33 'The soldier's oath of office was a common feature of the Roman army from the republic through to the empire. It ostensibly bound the soldier to his general patron for life. Without taking the oath the soldier could not fight' (Hobbs 1995:262, footnote18).
34 In fact, early Christians in the 2nd century and beyond, adopted and outdid the Roman military and gladiatorial sacramentum by their willingness to be burned, bound, beaten and slain in demonstrating fides (Barton 1994; cf. Hobbs 1996).
35 'Jewish Christians were not so persecuted, because as Jews their exemption from public cult was ancient, traditional, and protected by long legal precedent' (Fredriksen 2006:602).
36 Some scholars oppose the notion that Paul resisted Empire, but sometimes the difference in opinion concerns definitions of terms, for example Harrill (2011:292, [emphasis in original]) contends that 'Transgressive means violating the cultural norms or rules, whereas subversive means actually changing the cultural norms and rules.' However, subversive can also mean creating alternative ideological or discursive practices to challenge the dominant - the sense in which the term is used here. Furthermore, do the Pauline letters, with their, at times, anti-imperial tone also advocate an ascetic attitude towards society in texts such as 1 Thessalonians 4:11:
ἡσυχάζειν [life a quiet life]; and Romans 13:1 and 6: ἐξουσίαις ὑπερεχούσαις ὑποτασσέσθω [be submissive to the authorities] and φόρους τελεῖτε [pay your taxes]? What would the impact of such an attitude have been on discipleship and on citizenship?

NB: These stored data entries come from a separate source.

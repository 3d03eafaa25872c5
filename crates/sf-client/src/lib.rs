//! # sobject-browser-client
//!
//! HTTP transport for the Salesforce Tooling API.
//!
//! This crate provides the pieces every query goes through:
//! - Automatic retry with exponential backoff and jitter
//! - Mapping of Salesforce error payloads and HTTP statuses to error kinds
//! - Rate limit detection (`Retry-After`)
//! - SOQL escaping and identifier checks
//! - Redaction of tokens in error messages
//!
//! ## Architecture
//!
//! ```text
//! ┌─────────────────────────────────────────────────────────────┐
//! │                    sobject-browser-tooling                  │
//! │  (EntityDefinition / FieldDefinition queries)               │
//! └─────────────────────────────────────────────────────────────┘
//!                              │
//!                              ▼
//! ┌─────────────────────────────────────────────────────────────┐
//! │                   SalesforceClient                          │
//! │  - Holds instance URL, access token, API version            │
//! │  - Tooling query + pagination                               │
//! └─────────────────────────────────────────────────────────────┘
//!                              │
//!                              ▼
//! ┌─────────────────────────────────────────────────────────────┐
//! │                    SfHttpClient                             │
//! │  - Raw HTTP with retry, compression, rate limiting          │
//! └─────────────────────────────────────────────────────────────┘
//! ```
//!
//! ## Example
//!
//! ```rust,ignore
//! use sobject_browser_client::SalesforceClient;
//!
//! let client = SalesforceClient::new("https://acme.my.salesforce.com", token)?;
//! let page: QueryResult<serde_json::Value> = client
//!     .tooling_query("SELECT Id FROM EntityDefinition LIMIT 5")
//!     .await?;
//! ```

mod client;
mod config;
mod error;
mod request;
mod response;
mod retry;
mod salesforce_client;
pub mod security;

pub use client::SfHttpClient;
pub use config::{ClientConfig, ClientConfigBuilder};
pub use error::{Error, ErrorKind, Result};
pub use request::RequestBuilder;
pub use response::{ApiUsage, Response};
pub use retry::{BackoffStrategy, RetryConfig, RetryPolicy};
pub use salesforce_client::{QueryResult, SalesforceClient};

/// Default Salesforce API version
pub const DEFAULT_API_VERSION: &str = "62.0";

/// User-Agent string for the client
pub const USER_AGENT: &str = concat!("sobject-browser/", env!("CARGO_PKG_VERSION"));
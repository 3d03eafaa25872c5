//! List rows, detail panes and actions for entities and fields.
//!
//! The view types are plain data; `Display` renders them for a terminal.

use std::fmt;

use serde::Serialize;
use sobject_browser_tooling::{setup_url, EntityDefinition, FieldDefinition, SetupSubpath};

/// Shown for a missing or empty value.
pub const EMPTY_VALUE: &str = "–";

fn or_empty(value: Option<&str>) -> &str {
    value.filter(|v| !v.is_empty()).unwrap_or(EMPTY_VALUE)
}

// ============================================================================
// List
// ============================================================================

/// One row of the entity list.
#[derive(Debug, Clone, PartialEq, Eq, Serialize)]
pub struct ListRow {
    pub id: String,
    pub title: String,
    pub subtitle: Option<String>,
    pub accessory: Option<String>,
    pub keywords: Vec<String>,
}

impl ListRow {
    /// Case-insensitive substring match against the title and keywords.
    /// An empty query matches everything.
    pub fn matches(&self, query: &str) -> bool {
        let query = query.trim().to_lowercase();
        if query.is_empty() {
            return true;
        }
        std::iter::once(&self.title)
            .chain(&self.keywords)
            .any(|k| k.to_lowercase().contains(&query))
    }
}

/// Values an entity can be searched by.
pub fn entity_keywords(entity: &EntityDefinition) -> Vec<String> {
    [
        entity.key_prefix.as_deref(),
        Some(entity.qualified_api_name.as_str()),
        entity.durable_id.as_deref(),
        entity.developer_name.as_deref(),
        entity.master_label.as_deref(),
        entity.plural_label.as_deref(),
    ]
    .into_iter()
    .flatten()
    .filter(|k| !k.is_empty())
    .map(str::to_string)
    .collect()
}

pub fn entity_row(entity: &EntityDefinition) -> ListRow {
    ListRow {
        id: entity.list_id().to_string(),
        title: entity.qualified_api_name.clone(),
        subtitle: None,
        accessory: entity.key_prefix.clone(),
        keywords: entity_keywords(entity),
    }
}
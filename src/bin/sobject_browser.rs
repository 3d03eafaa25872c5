//! sobject-browser: list and inspect the SObjects of the SF CLI default org.
//!
//! Usage:
//!   sobject-browser entities --search acc
//!   sobject-browser fields Account
//!   sobject-browser fields Account --field AnnualRevenue
//!   sobject-browser show Account
//!   sobject-browser links Account --subpath layouts
//!   sobject-browser --target-org whoami
//!   sobject-browser cache clear

use std::path::PathBuf;
use std::process::ExitCode;
use std::sync::Arc;

use anyhow::Context;
use clap::{ArgAction, Parser, Subcommand};
use serde::Serialize;
use sobject_browser::auth::{EnvExchange, SessionExchange, SfCliExchange, SfdxConfig, TargetKey};
use sobject_browser::tooling::{setup_url, SetupSubpath};
use sobject_browser::view::{
    entity_actions, entity_detail, entity_row, field_detail, field_row, render_rows,
    search_entities,
};
use sobject_browser::{BrowserConfig, CredentialResolver, KeyValueCache, QueryRunner, SessionProvider};
use tracing::info;
use tracing_subscriber::EnvFilter;

#[derive(Parser, Debug)]
#[command(name = "sobject-browser", version)]
#[command(about = "Browse Salesforce SObject metadata from the terminal", long_about = None)]
struct Cli {
    #[command(subcommand)]
    command: Command,

    /// More log output (-v info, -vv debug). RUST_LOG takes precedence
    #[arg(short, long, action = ArgAction::Count, global = true)]
    verbose: u8,

    /// Keep the cache in memory for this run only
    #[arg(long, global = true)]
    no_cache: bool,

    /// Browse the default org (target-org) instead of the default Dev Hub
    #[arg(long, global = true)]
    target_org: bool,

    /// Take the session from SF_INSTANCE_URL and SF_ACCESS_TOKEN instead of `sf`
    #[arg(long, global = true)]
    env_auth: bool,

    /// Cache directory
    #[arg(long, global = true, value_name = "DIR")]
    cache_dir: Option<PathBuf>,

    /// LIMIT for entity and field queries
    #[arg(long, global = true, value_name = "N", value_parser = clap::value_parser!(u32).range(1..))]
    limit: Option<u32>,
}

#[derive(Subcommand, Debug)]
enum Command {
    /// List layoutable entities
    #[command(alias = "ls")]
    Entities {
        /// Only entities whose name, labels, key prefix or ids contain this text
        #[arg(short, long)]
        search: Option<String>,

        /// Print the records as JSON
        #[arg(long)]
        json: bool,
    },

    /// List the fields of an entity
    Fields {
        /// Entity API name, e.g. Account
        entity: String,

        /// Show the detail of this field instead of the list
        #[arg(long, value_name = "FIELD")]
        field: Option<String>,

        /// Print the records as JSON
        #[arg(long)]
        json: bool,
    },

    /// Show the detail pane and actions of an entity
    Show {
        /// Entity API name
        entity: String,
    },

    /// Print Object Manager setup links of an entity
    Links {
        /// Entity API name
        entity: String,

        /// Only this setup page (e.g. details, layouts, "validation rules")
        #[arg(long)]
        subpath: Option<SetupSubpath>,
    },

    /// Show the org the browser talks to
    Whoami,

    /// Manage the cache
    Cache {
        #[command(subcommand)]
        command: CacheCommand,
    },
}

#[derive(Subcommand, Debug)]
enum CacheCommand {
    /// Delete every entry for the selected target
    Clear,
}

#[tokio::main]
async fn main() -> ExitCode {
    let cli = Cli::parse();
    init_tracing(cli.verbose);

    match run(cli).await {
        Ok(()) => ExitCode::SUCCESS,
        Err(err) => {
            eprintln!("error: {err}");
            for cause in err.chain().skip(1) {
                eprintln!("  caused by: {cause}");
            }
            ExitCode::FAILURE
        }
    }
}

fn init_tracing(verbose: u8) {
    let default_level = match verbose {
        0 => "warn",
        1 => "info",
        _ => "debug",
    };
    let filter =
        EnvFilter::try_from_default_env().unwrap_or_else(|_| EnvFilter::new(default_level));

    tracing_subscriber::fmt()
        .with_env_filter(filter)
        .with_writer(std::io::stderr)
        .init();
}

async fn run(cli: Cli) -> anyhow::Result<()> {
    let mut config = BrowserConfig::from_env().context("invalid environment configuration")?;
    if cli.target_org {
        config.target = TargetKey::Org;
    }
    if cli.no_cache {
        config.cache_enabled = false;
    }
    if let Some(dir) = cli.cache_dir {
        config.cache_dir = Some(dir);
    }
    if let Some(limit) = cli.limit {
        config.limit = limit;
    }

    let cache = config.open_cache()?;

    if cli.env_auth {
        execute(cli.command, &config, cache, EnvExchange).await
    } else {
        execute(cli.command, &config, cache, SfCliExchange::new()).await
    }
}

async fn execute<E: SessionExchange>(
    command: Command,
    config: &BrowserConfig,
    cache: Arc<dyn KeyValueCache>,
    exchange: E,
) -> anyhow::Result<()> {
    let resolver = CredentialResolver::new(Arc::new(SfdxConfig::load(config.target)), cache.clone());
    let sessions = SessionProvider::new(resolver, exchange, cache.clone())
        .with_client_config(config.client.clone())
        .with_api_version(config.api_version.clone());
    let runner = QueryRunner::new(sessions, cache).with_limit(config.limit);

    match command {
        Command::Entities { search, json } => {
            let entities = runner.list_entities().await?;
            let matched = search_entities(&entities, search.as_deref().unwrap_or_default());
            if json {
                print_json(&matched)?;
            } else {
                let rows: Vec<_> = matched.into_iter().map(entity_row).collect();
                print!("{}", render_rows(&rows));
            }
        }
        Command::Fields {
            entity,
            field: Some(name),
            json,
        } => {
            let fields = runner.list_fields(&entity).await?;
            let Some(field) = fields
                .iter()
                .find(|f| f.qualified_api_name.eq_ignore_ascii_case(&name))
            else {
                anyhow::bail!("{entity} has no field named {name}");
            };
            if json {
                print_json(field)?;
            } else {
                print!("{}", field_detail(field));
            }
        }
        Command::Fields {
            entity,
            field: None,
            json,
        } => {
            let fields = runner.list_fields(&entity).await?;
            if json {
                print_json(&fields)?;
            } else {
                let rows: Vec<_> = fields.iter().map(field_row).collect();
                print!("{}", render_rows(&rows));
            }
        }
        Command::Show { entity } => {
            let entity = runner.find_entity(&entity).await?;
            let base = runner.base_url().await?;
            print!("{}", entity_detail(&entity, &base));
            for section in entity_actions(&entity, &base) {
                println!();
                print!("{section}");
            }
        }
        Command::Links { entity, subpath } => {
            let entity = runner.find_entity(&entity).await?;
            let base = runner.base_url().await?;
            let name = entity.qualified_api_name.as_str();
            match subpath {
                Some(sub) => println!("{}", setup_url(&base, name, Some(sub))),
                None => {
                    for sub in SetupSubpath::ALL {
                        println!("{:<24}{}", sub.label(), setup_url(&base, name, Some(sub)));
                    }
                }
            }
        }
        Command::Whoami => {
            let session = runner.sessions().session().await?;
            let record = session.record();
            println!("target        {}", config.target);
            println!("username      {}", record.username);
            println!("instance url  {}", record.instance_url);
            println!("api version   {}", record.api_version);
            println!("base url      {}", record.base_url);
        }
        Command::Cache {
            command: CacheCommand::Clear,
        } => {
            let cache = runner.cache();
            let removed = cache.keys()?.len();
            cache.clear()?;
            info!(target_key = %config.target, removed, "Cache cleared");
            println!("Cleared {removed} cache entries for {}", config.target);
        }
    }

    Ok(())
}

fn print_json<T: Serialize + ?Sized>(value: &T) -> anyhow::Result<()> {
    println!("{}", serde_json::to_string_pretty(value)?);
    Ok(())
}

37 Fides (loyalty) was one of the many virtues ascribed to Augustus, cited by numerous sources. The others were victoria [power to conquer barbaric peoples and rule over enemies], securitas [security], pax [peace], concordia [social harmony], felicitas [providence or good luck], clementia [grace shown by the victorious over the conquered], iustitia [justice], salus [health], pietas [religious values and piety], virtus [general goodness], and spes [hope] (Elliott &Reasoner 2011:125; Horsley 1997:15-16; Elliott 2008:28-29).

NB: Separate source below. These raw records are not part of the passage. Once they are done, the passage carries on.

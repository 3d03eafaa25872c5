//! Error types for the browser.

use sobject_browser_auth::ErrorKind as AuthErrorKind;
use sobject_browser_tooling::ErrorKind as ToolingErrorKind;

/// Result type alias for browser operations.
pub type Result<T> = std::result::Result<T, Error>;

/// Error type for browser operations.
#[derive(Debug, thiserror::Error)]
#[error("{kind}")]
pub struct Error {
    /// The kind of error that occurred.
    pub kind: ErrorKind,
    /// Optional source error.
    #[source]
    pub source: Option<Box<dyn std::error::Error + Send + Sync>>,
}

impl Error {
    /// Create a new error with the given kind.
    pub fn new(kind: ErrorKind) -> Self {
        Self { kind, source: None }
    }

    /// Create a new error with the given kind and source.
    pub fn with_source(
        kind: ErrorKind,
        source: impl std::error::Error + Send + Sync + 'static,
    ) -> Self {
        Self {
            kind,
            source: Some(Box::new(source)),
        }
    }
}

/// The kind of error that occurred.
#[derive(Debug, thiserror::Error)]
pub enum ErrorKind {
    /// Nothing names the default org.
    #[error("No default org configured. Run `sf config set {key}=<alias or username> --global`")]
    NoDefaultTarget { key: String },

    /// SF CLI config or browser config is unusable.
    #[error("Configuration error: {0}")]
    Config(String),

    /// The username could not be exchanged for a session.
    #[error("Could not open a session: {0}")]
    Exchange(String),

    /// The org rejected the session.
    #[error("Session rejected by the org: {0}. Run `sobject-browser cache clear` and log in again with `sf org login web`")]
    Auth(String),

    /// The Tooling API query failed.
    #[error("Query failed: {0}")]
    Query(String),

    /// Cache read or write failed.
    #[error("Cache error: {0}")]
    Cache(String),

    /// An SObject name that is not a valid API name.
    #[error("'{0}' is not a valid SObject API name")]
    InvalidEntityName(String),

    /// No entity with this name in the listed entities.
    #[error("No layoutable SObject named '{0}'")]
    UnknownEntity(String),

    /// Other error.
    #[error("{0}")]
    Other(String),
}

// The conversions below copy the inner error's text into the kind, so the
// inner error is not kept as `source` as well.

impl From<sobject_browser_auth::Error> for Error {
    fn from(err: sobject_browser_auth::Error) -> Self {
        let kind = match &err.kind {
            AuthErrorKind::NoDefaultTarget { key } => ErrorKind::NoDefaultTarget { key: key.clone() },
            AuthErrorKind::Config(_) | AuthErrorKind::Io(_) => ErrorKind::Config(err.to_string()),
            AuthErrorKind::SfCli(_)
            | AuthErrorKind::InvalidCredentials(_)
            | AuthErrorKind::EnvVar(_)
            | AuthErrorKind::Json(_) => ErrorKind::Exchange(err.to_string()),
        };
        Error::new(kind)
    }
}

impl From<sobject_browser_tooling::Error> for Error {
    fn from(err: sobject_browser_tooling::Error) -> Self {
        let kind = match &err.kind {
            ToolingErrorKind::Authentication(msg) => ErrorKind::Auth(msg.clone()),
            ToolingErrorKind::InvalidName(name) => ErrorKind::InvalidEntityName(name.clone()),
            _ => ErrorKind::Query(err.to_string()),
        };
        Error::new(kind)
    }
}

impl From<sobject_browser_client::Error> for Error {
    fn from(err: sobject_browser_client::Error) -> Self {
        let kind = if err.is_auth_error() {
            ErrorKind::Auth(err.to_string())
        } else {
            ErrorKind::Query(err.to_string())
        };
        Error::new(kind)
    }
}

impl From<serde_json::Error> for Error {
    fn from(err: serde_json::Error) -> Self {
        Error::new(ErrorKind::Cache(err.to_string()))
    }
}

impl From<std::io::Error> for Error {
    fn from(err: std::io::Error) -> Self {
        Error::new(ErrorKind::Cache(err.to_string()))
    }
}
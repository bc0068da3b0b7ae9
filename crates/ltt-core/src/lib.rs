//! Core domain logic for the local time tracker.
//!
//! This crate contains the fundamental types and logic for:
//! - Timer: the idle/running/paused state machine and its elapsed counter
//! - Idle detection: stopping a timer left running past a configured cutoff
//! - Hours accounting: per-customer totals, remaining budget, live progress
//! - The storage contract ([`TimeStore`]) and the [`Tracker`] that drives it

pub mod clock;
pub mod customer;
pub mod export;
pub mod format;
pub mod idle;
#[cfg(test)]
mod memory;
pub mod session;
pub mod settings;
pub mod store;
pub mod time_log;
pub mod timer;
pub mod tracker;
pub mod types;

pub use clock::{Clock, ManualClock, SystemClock};
pub use customer::{Customer, NewCustomer};
pub use export::{export_file_name, time_log_csv};
pub use format::{format_duration, format_hours, format_time};
pub use idle::IdleMonitor;
pub use session::TimeSession;
pub use settings::{AppSettings, SettingsPatch};
pub use store::{StoreError, TimeStore};
pub use time_log::{CustomerTimeLog, HoursSummary};
pub use timer::{ActiveRun, FinishedRun, TimerState, TimerStatus};
pub use tracker::{TickOutcome, Tracker, TrackerError};
pub use types::{CustomerId, SessionId, Theme, ValidationError};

38 Horsley's more general notion (2008) that Jesus deliberately directed a programme of the renewal of covenantal Israel in and across villages, is probably more difficult to show than to claim as the broad canvas for understanding Jesus' work.
39 'Roman cultural hegemony was exercised principally in the cities and their immediate hinterlands.

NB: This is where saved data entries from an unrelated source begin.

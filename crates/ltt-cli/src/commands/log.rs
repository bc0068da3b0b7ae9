//! `ltt log`: a customer's sessions and hour totals.

use std::io::Write;

use anyhow::{Context, Result};
use chrono::{DateTime, Utc};
use ltt_core::{CustomerTimeLog, HoursSummary, TimeStore, format_hours};
use serde::Serialize;

use super::util::resolve_stored_customer;

#[derive(Debug, Serialize)]
struct JsonTimeLog<'a> {
    #[serde(flatten)]
    log: &'a CustomerTimeLog,
    summary: HoursSummary,
}

fn clock_time(timestamp: DateTime<Utc>) -> String {
    timestamp.format("%H:%M:%S").to_string()
}

/// Writes the log as a human-readable table, most recent sessions first.
pub fn write_time_log<W: Write>(writer: &mut W, log: &CustomerTimeLog) -> Result<()> {
    let summary = log.summary();

    if log.engagement_type.is_empty() {
        writeln!(writer, "{}", log.customer_name)?;
    } else {
        writeln!(writer, "{} ({})", log.customer_name, log.engagement_type)?;
    }
    writeln!(
        writer,
        "Budget: {}h  Spent: {}  Remaining: {}  Progress: {:.0}%",
        format_hours(summary.initial_hours),
        summary.spent_display(),
        summary.remaining_display(),
        summary.progress_percent
    )?;
    writeln!(writer)?;

    if log.sessions.is_empty() {
        writeln!(writer, "No sessions recorded.")?;
        return Ok(());
    }

    writeln!(
        writer,
        "{:<10}  {:>9}  {:<11}  End (UTC)",
        "Date", "Duration", "Start (UTC)"
    )?;
    for session in log.sessions_most_recent_first() {
        let end = session
            .end_time
            .map_or_else(|| "-".to_string(), clock_time);
        writeln!(
            writer,
            "{:<10}  {:>9}  {:<11}  {}",
            session.date,
            session.duration_formatted,
            clock_time(session.start_time),
            end
        )?;
    }
    Ok(())
}

/// Runs `ltt log`.
pub fn run<S: TimeStore, W: Write>(
    writer: &mut W,
    store: &S,
    reference: &str,
    json: bool,
) -> Result<()> {
    let customer = resolve_stored_customer(store, reference)?;
    let log = store
        .get_customer_time_log(&customer.id)
        .with_context(|| format!("failed to load time log for {}", customer.name))?;

    if json {
        let output = JsonTimeLog {
            log: &log,
            summary: log.summary(),
        };
        writeln!(writer, "{}", serde_json::to_string_pretty(&output)?)?;
    } else {
        write_time_log(writer, &log)?;
    }
    Ok(())
}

Roman rule accentuated rather than broke down the divisions between city and country, rich and poor, local elites and the urban and local masses' (Garnsey & Saller 1987:203).
40 'Philippians is an exhortation (discourse) on the "practice of Messianic citizenship"' (Zerbe 2012:20).
41 The relationship between language and social and cultural context, and also between social context and its social systems, means that lexical choice is never without context or general, but reveals the social values and self-identification of groups (Hobbs 1995:255, referring to Bernstein). As Martin (2005:17) argues, 'The goal of the historian becomes not the conscious or even unconscious intentions of the author but the larger matrix of symbol systems provided by the author's society from which he must have drawn whatever resources he used to "speak his mind".'
42 Jacobs-Malina (1993:12) argues, referencing Mk 1:1-20, "the ideal wife was expected to demonstrate commitment to her husband is the degree to which both male and female believers are expected to commit themselves to God'. The male, public and honour-bound counterpart for such commitment was embodied and exemplified in the oath of loyalty soldiers swore in the military (Hobbs 1995:257).